Abstract

It is known that cell turgor pressure affects the rigidity of plant cells and plays a major role in determining the texture of some plant tissues. The role of cell components in maintaining this turgor pressure (and therefore rigidity) during processing was studied by using agents that affect principal components of cell walls and cell membranes. Cells were prepared from carrot tissue by an enzymic method which removed the middle lamella; further treatment yielded protoplasts. Measurement of the rigidity of carrot cells and protoplasts (related to the complex dynamic modulus G*) showed that cells were more rigid and lost rigidity more slowly on heating than protoplasts. The effect of osmotic pressure on cell rigidity was examined by treating cells with mannitol solutions (0.1–1.0 M) and measuring G* at 20°C and during heating from 20 to 90°C. Cells treated with 0.1 and 0.2 M mannitol had higher initial values of G* compared with the control sample and G* increased with temperature. Cells treated with mannitol solutions above 0.4 M showed lower G* values than the control and little change in G* during heating.
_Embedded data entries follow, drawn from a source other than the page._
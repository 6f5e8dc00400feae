//! Local chunk persistence
//!
//! Every chunk is written to `{logs_dir}/{job_id}-{sequence}.log` before it
//! is uploaded. The file is the durable record of the chunk whether or not
//! the upload succeeds.

use anyhow::{Context, Result};
use reef_core::domain::job::validate_job_id;
use reef_core::domain::log::LogChunk;
use std::path::PathBuf;
use tracing::debug;

/// Writes chunks to a local directory
#[derive(Debug, Clone)]
pub struct LocalChunkStore {
    dir: PathBuf,
}

impl LocalChunkStore {
    pub fn new(dir: impl Into<PathBuf>) -> Self {
        Self { dir: dir.into() }
    }

    /// Path a chunk is persisted to
    pub fn path_for(&self, chunk: &LogChunk) -> PathBuf {
        self.dir.join(chunk.file_name())
    }

    /// Creates the log directory if it does not exist yet
    pub async fn prepare(&self) -> Result<()> {
        tokio::fs::create_dir_all(&self.dir)
            .await
            .with_context(|| format!("Failed to create log directory {}", self.dir.display()))
    }

    /// Writes a chunk, creating the file or truncating an existing one
    ///
    /// Chunks whose job id is not a plain file name component are refused,
    /// so nothing is ever written outside the log directory.
    pub async fn persist(&self, chunk: &LogChunk) -> Result<PathBuf> {
        validate_job_id(&chunk.job_id)?;
        let path = self.path_for(chunk);
        tokio::fs::write(&path, &chunk.data)
            .await
            .with_context(|| format!("Failed to write chunk to {}", path.display()))?;

        debug!(
            "Persisted chunk {} of job {} ({} bytes) to {}",
            chunk.sequence,
            chunk.job_id,
            chunk.len(),
            path.display()
        );
        Ok(path)
    }
}

#[cfg(test)]
mod tests {
    use super::*;

    fn chunk(sequence: u64, data: &[u8]) -> LogChunk {
        LogChunk {
            job_id: "J1".to_string(),
            sequence,
            data: data.to_vec(),
        }
    }

    #[tokio::test]
    async fn test_persist_writes_file_named_after_chunk() {
        let dir = tempfile::tempdir().unwrap();
        let store = LocalChunkStore::new(dir.path().join("logs"));
        store.prepare().await.unwrap();

        let path = store.persist(&chunk(2, b"hello")).await.unwrap();

        assert_eq!(path, dir.path().join("logs").join("J1-2.log"));
        assert_eq!(std::fs::read(&path).unwrap(), b"hello");
    }

    #[tokio::test]
    async fn test_persist_truncates_existing_file() {
        let dir = tempfile::tempdir().unwrap();
        let store = LocalChunkStore::new(dir.path());

        store.persist(&chunk(0, b"a much longer payload")).await.unwrap();
        let path = store.persist(&chunk(0, b"short")).await.unwrap();

        assert_eq!(std::fs::read(path).unwrap(), b"short");
    }

    #[tokio::test]
    async fn test_persist_without_directory_fails() {
        let dir = tempfile::tempdir().unwrap();
        let store = LocalChunkStore::new(dir.path().join("missing"));
        assert!(store.persist(&chunk(0, b"x")).await.is_err());
    }

    #[tokio::test]
    async fn test_persist_refuses_job_id_escaping_directory() {
        let dir = tempfile::tempdir().unwrap();
        let store = LocalChunkStore::new(dir.path().join("logs"));
        store.prepare().await.unwrap();

        let escaping = LogChunk {
            job_id: "../escaped".to_string(),
            sequence: 0,
            data: b"x".to_vec(),
        };

        assert!(store.persist(&escaping).await.is_err());
        assert!(!dir.path().join("escaped-0.log").exists());
    }
}
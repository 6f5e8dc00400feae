//! Logs repository
//!
//! Ships log chunks to the log-ingestion service. Buffering, chunking and
//! retry policy live in the service layer.

use async_trait::async_trait;
use reef_client::{LogServiceClient, Result};
use reef_core::domain::log::LogChunk;

/// Repository trait for uploading log chunks
#[async_trait]
pub trait LogRepository: Send + Sync {
    /// Uploads a single chunk, tagged with its job id and sequence number
    async fn upload_chunk(&self, chunk: &LogChunk) -> Result<()>;
}

#[async_trait]
impl LogRepository for LogServiceClient {
    async fn upload_chunk(&self, chunk: &LogChunk) -> Result<()> {
        LogServiceClient::upload_chunk(self, &chunk.job_id, chunk.sequence, chunk.data.clone())
            .await
    }
}
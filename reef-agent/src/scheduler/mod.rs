//! Scheduler layer for the agent
//!
//! This layer polls the queue server for work, claims a job exclusively and
//! hands it to the job runner. It manages the lifecycle of jobs from
//! discovery to completion.

pub mod poller;

pub use poller::JobPoller;
//! Doubling backoff with a cap

use std::time::Duration;

/// Exponential backoff: each call to [`Backoff::next_delay`] returns the
/// current delay and doubles it for next time, never exceeding `max`.
#[derive(Debug, Clone)]
pub struct Backoff {
    initial: Duration,
    max: Duration,
    current: Duration,
}

impl Backoff {
    pub fn new(initial: Duration, max: Duration) -> Self {
        let initial = initial.min(max);
        Self {
            initial,
            max,
            current: initial,
        }
    }

    pub fn next_delay(&mut self) -> Duration {
        let delay = self.current;
        self.current = (self.current * 2).min(self.max);
        delay
    }

    pub fn reset(&mut self) {
        self.current = self.initial;
    }
}
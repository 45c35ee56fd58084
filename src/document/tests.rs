// Author: Dustin Pilgrim
// License: MIT

#[cfg(test)]
use super::*;
use std::collections::HashMap;
use std::io::Write;

const DOCUMENT: &str = r#"
{
    "app": {
        "name": "jute-demo",
        "debug": true,
        "workers": 4,
        "threshold": 0.75,
        "server": {
            "host": "localhost",
            "port": 8080
        },
        "features": ["auth", "logging"],
        "fallback": null
    }
}
"#;

#[test]
fn test_document_typed_access() {
    let doc = JuteDocument::from_str(DOCUMENT).expect("Failed to decode document");

    let name: String = doc.get("app.name").expect("Failed to get app.name");
    assert_eq!(name, "jute-demo");

    let debug: bool = doc.get("app.debug").expect("Failed to get app.debug");
    assert!(debug);

    let workers: usize = doc.get("app.workers").expect("Failed to get app.workers");
    assert_eq!(workers, 4);

    let threshold: f64 = doc.get("app.threshold").expect("Failed to get threshold");
    assert!((threshold - 0.75).abs() < 1e-9);

    let port: u16 = doc.get("app.server.port").expect("Failed to get port");
    assert_eq!(port, 8080);

    let features: Vec<String> = doc.get("app.features").expect("Failed to get features");
    assert_eq!(features, vec!["auth", "logging"]);
}

#[test]
fn test_document_array_index_access() {
    let doc = JuteDocument::from_str(DOCUMENT).unwrap();

    let first: String = doc.get("app.features.0").unwrap();
    assert_eq!(first, "auth");

    let out_of_range = doc.get_value("app.features.9");
    assert!(matches!(out_of_range, Err(JuteError::KeyNotFound { .. })));
}

#[test]
fn test_document_optional_and_default() {
    let doc = JuteDocument::from_str(DOCUMENT).unwrap();

    let missing: Option<String> = doc.get_optional("app.missing").unwrap();
    assert_eq!(missing, None);

    let present: Option<String> = doc.get_optional("app.name").unwrap();
    assert_eq!(present, Some("jute-demo".to_string()));

    let timeout = doc.get_or("app.timeout", 30u64);
    assert_eq!(timeout, 30);

    let workers = doc.get_or("app.workers", 1u64);
    assert_eq!(workers, 4);
}

#[test]
fn test_document_null_maps_to_none() {
    let doc = JuteDocument::from_str(DOCUMENT).unwrap();

    let fallback: Option<String> = doc.get("app.fallback").unwrap();
    assert_eq!(fallback, None);
}

#[test]
fn test_document_has_and_keys() {
    let doc = JuteDocument::from_str(DOCUMENT).unwrap();

    assert!(doc.has("app.server.host"));
    assert!(!doc.has("app.server.nonexistent"));

    let keys = doc.get_keys("app.server").expect("Failed to get server keys");
    assert_eq!(keys, vec!["host", "port"]);

    let not_an_object = doc.get_keys("app.name");
    assert!(matches!(not_an_object, Err(JuteError::TypeError { .. })));
}

#[test]
fn test_document_root_and_empty_path() {
    let doc = JuteDocument::from_str(DOCUMENT).unwrap();

    assert!(doc.root().as_object().is_some());
    assert_eq!(doc.get_value("").unwrap(), *doc.root());
}

#[test]
fn test_document_descend_into_scalar() {
    let doc = JuteDocument::from_str(DOCUMENT).unwrap();

    let result = doc.get_value("app.name.inner");
    assert!(matches!(result, Err(JuteError::TypeError { .. })));
}

#[test]
fn test_document_type_mismatch() {
    let doc = JuteDocument::from_str(DOCUMENT).unwrap();

    let result: Result<i32, JuteError> = doc.get("app.name");
    assert!(matches!(result, Err(JuteError::TypeError { .. })));

    let result: Result<u8, JuteError> = doc.get("app.server.port");
    assert!(matches!(result, Err(JuteError::TypeError { .. })));
}

#[test]
fn test_document_hashmap_conversion() {
    let doc = JuteDocument::from_str(DOCUMENT).unwrap();

    let server: HashMap<String, Value> = doc.get("app.server").unwrap();
    assert_eq!(server.len(), 2);
    assert!(server.contains_key("host"));

    let result: Result<HashMap<String, String>, JuteError> = doc.get("app.server");
    assert!(result.is_err()); // port is a number
}

#[test]
fn test_document_from_file() {
    let mut file = tempfile::NamedTempFile::new().expect("Failed to create temp file");
    write!(file, r#"{{"greeting": "hello"}}"#).expect("Failed to write temp file");

    let doc = JuteDocument::from_file(file.path()).expect("Failed to load document");
    let greeting: String = doc.get("greeting").unwrap();
    assert_eq!(greeting, "hello");
}

#[test]
fn test_document_from_missing_file() {
    let result = JuteDocument::from_file("definitely/not/here.json");
    assert!(matches!(result, Err(JuteError::FileError { .. })));
}

#[test]
fn test_document_decode_error_propagates() {
    let result = JuteDocument::from_str("{\"a\": }");
    assert!(matches!(result, Err(JuteError::EmptyInput { .. })));
}
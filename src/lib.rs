pub mod ast;
pub mod document;
pub mod error;
pub mod export;
pub mod parser;

pub use ast::Value;
pub use document::JuteDocument;
pub use error::JuteError;
pub use parser::decode;
use std::fmt;

/// The main error type for JUTE decoding and document access.
#[derive(Debug, Clone, PartialEq)]
pub enum JuteError {
    /// Raised when the trimmed input has zero length.
    EmptyInput {
        hint: Option<String>,
        code: Option<u32>,
    },
    /// Raised when bracket nesting never returns to zero within a span.
    MismatchedBrackets {
        hint: Option<String>,
        code: Option<u32>,
    },
    /// Raised when an object member does not split into exactly two
    /// colon-separated segments.
    InvalidKeyValuePair {
        pair: String,
        hint: Option<String>,
        code: Option<u32>,
    },
    /// Raised when text matches no other rule and fails the numeric parse.
    InvalidNumber {
        text: String,
        hint: Option<String>,
        code: Option<u32>,
    },
    TypeError {
        message: String,
        hint: Option<String>,
        code: Option<u32>,
    },
    KeyNotFound {
        path: String,
        hint: Option<String>,
        code: Option<u32>,
    },
    FileError {
        message: String,
        path: String,
        hint: Option<String>,
        code: Option<u32>,
    },
}

impl fmt::Display for JuteError {
    fn fmt(&self, f: &mut fmt::Formatter<'_>) -> fmt::Result {
        match self {
            JuteError::EmptyInput { hint, code } =>
                write!(f, "[JUTE] Empty input{}{}",
                    hint.as_ref().map_or(String::new(), |h| format!(" Hint: {}", h)),
                    code.map_or(String::new(), |c| format!(" Code: {}", c))
                ),
            JuteError::MismatchedBrackets { hint, code } =>
                write!(f, "[JUTE] Mismatched brackets in JSON{}{}",
                    hint.as_ref().map_or(String::new(), |h| format!(" Hint: {}", h)),
                    code.map_or(String::new(), |c| format!(" Code: {}", c))
                ),
            JuteError::InvalidKeyValuePair { pair, hint, code } =>
                write!(f, "[JUTE] Invalid key-value pair '{}'{}{}",
                    pair,
                    hint.as_ref().map_or(String::new(), |h| format!(" Hint: {}", h)),
                    code.map_or(String::new(), |c| format!(" Code: {}", c))
                ),
            JuteError::InvalidNumber { text, hint, code } =>
                write!(f, "[JUTE] Invalid number '{}'{}{}",
                    text,
                    hint.as_ref().map_or(String::new(), |h| format!(" Hint: {}", h)),
                    code.map_or(String::new(), |c| format!(" Code: {}", c))
                ),
            JuteError::TypeError { message, hint, code } =>
                write!(f, "[JUTE] Type Error: {}{}{}",
                    message,
                    hint.as_ref().map_or(String::new(), |h| format!(" Hint: {}", h)),
                    code.map_or(String::new(), |c| format!(" Code: {}", c))
                ),
            JuteError::KeyNotFound { path, hint, code } =>
                write!(f, "[JUTE] Path '{}' not found in document{}{}",
                    path,
                    hint.as_ref().map_or(String::new(), |h| format!(" Hint: {}", h)),
                    code.map_or(String::new(), |c| format!(" Code: {}", c))
                ),
            JuteError::FileError { message, path, hint, code } =>
                write!(f, "[JUTE] File Error '{}': {}{}{}",
                    path, message,
                    hint.as_ref().map_or(String::new(), |h| format!(" Hint: {}", h)),
                    code.map_or(String::new(), |c| format!(" Code: {}", c))
                ),
        }
    }
}

impl std::error::Error for JuteError {}
use std::path::PathBuf;

use anyhow::Context;
use clap::Parser;
use tracing::debug;
use tracing_subscriber::EnvFilter;

use jute::JuteDocument;

#[derive(Debug, Parser)]
#[command(author, version, about, long_about = None)]
struct Args {
    /// The path to a JSON file to decode.
    input: Option<PathBuf>,
}

fn main() -> anyhow::Result<()> {
    tracing_subscriber::fmt()
        .with_env_filter(EnvFilter::from_default_env())
        .init();

    let args = Args::parse();

    let Some(input) = args.input else {
        println!("Missing filename, please include file name for the parsing");
        std::process::exit(1);
    };

    debug!(input = ?input);

    let doc = JuteDocument::from_file(&input)
        .with_context(|| format!("failed to decode `{}`", input.display()))?;

    println!("Parsed Data: {:#?}", doc.root());

    Ok(())
}
use crate::JuteError;
use crate::ast::Value;

mod splitter;
mod value;

/// Decode a whole JSON document into a [`Value`] tree.
///
/// The input is trimmed, classified by its first and last character, and
/// decoded recursively; composite bodies are cut into top-level segments by
/// the depth-tracking splitter before recursing. Any failure in a nested
/// span aborts the whole decode.
///
/// # Example
/// ```
/// use jute::parser::decode;
///
/// let value = decode(r#"{"port": 8080}"#)?;
/// assert_eq!(value.as_object().unwrap()["port"].as_f64(), Some(8080.0));
/// # Ok::<(), jute::JuteError>(())
/// ```
pub fn decode(text: &str) -> Result<Value, JuteError> {
    value::decode_value(text)
}
use super::*;

/// Split `body` into its top-level segments separated by `delimiter`.
///
/// `{` and `[` push a nesting level, `}` and `]` pop one, and the delimiter
/// only cuts at level zero. The final segment is always appended, so an
/// empty `body` yields a single empty segment. Quote characters are not
/// tracked; a delimiter or bracket inside a string literal is treated as
/// structure.
pub(super) fn split_top_level(body: &str, delimiter: char) -> Result<Vec<&str>, JuteError> {
    let mut segments = Vec::new();
    let mut depth: i32 = 0;
    let mut start = 0;

    for (index, ch) in body.char_indices() {
        if ch == '{' || ch == '[' {
            depth += 1;
        } else if ch == '}' || ch == ']' {
            depth -= 1;
        } else if ch == delimiter && depth == 0 {
            segments.push(&body[start..index]);
            start = index + ch.len_utf8();
        }
    }

    if depth != 0 {
        return Err(JuteError::MismatchedBrackets {
            hint: Some("Check that every '{' and '[' has a matching closer".into()),
            code: Some(202),
        });
    }

    segments.push(&body[start..]);
    Ok(segments)
}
Carrot cells and protoplasts were treated with enzymes and the effect of the treatments on rigidity measured. Pronase (a protease) treatment of cells gave a higher initial G* value than the controls and G* also increased with temperature but lipase (EC3.1.1.34) had no effect on cells. Both Pronase and lipase had a marked effect on the rigidity of protoplasts causing a reduction in the initial G* value which decreased further on heating. Cells treated with detergents (dodecyl sulphate and Triton X‐100) showed higher initial G* values compared with controls and G* increased with temperature. Microscopic studies indicated that degergents caused flocculation of the cells. With protoplasts, dodecyl sulphate caused a complete loss of rigidity and Triton X‐100 also reduced the rigidity significantly. There were no signs of flocculation with protoplasts.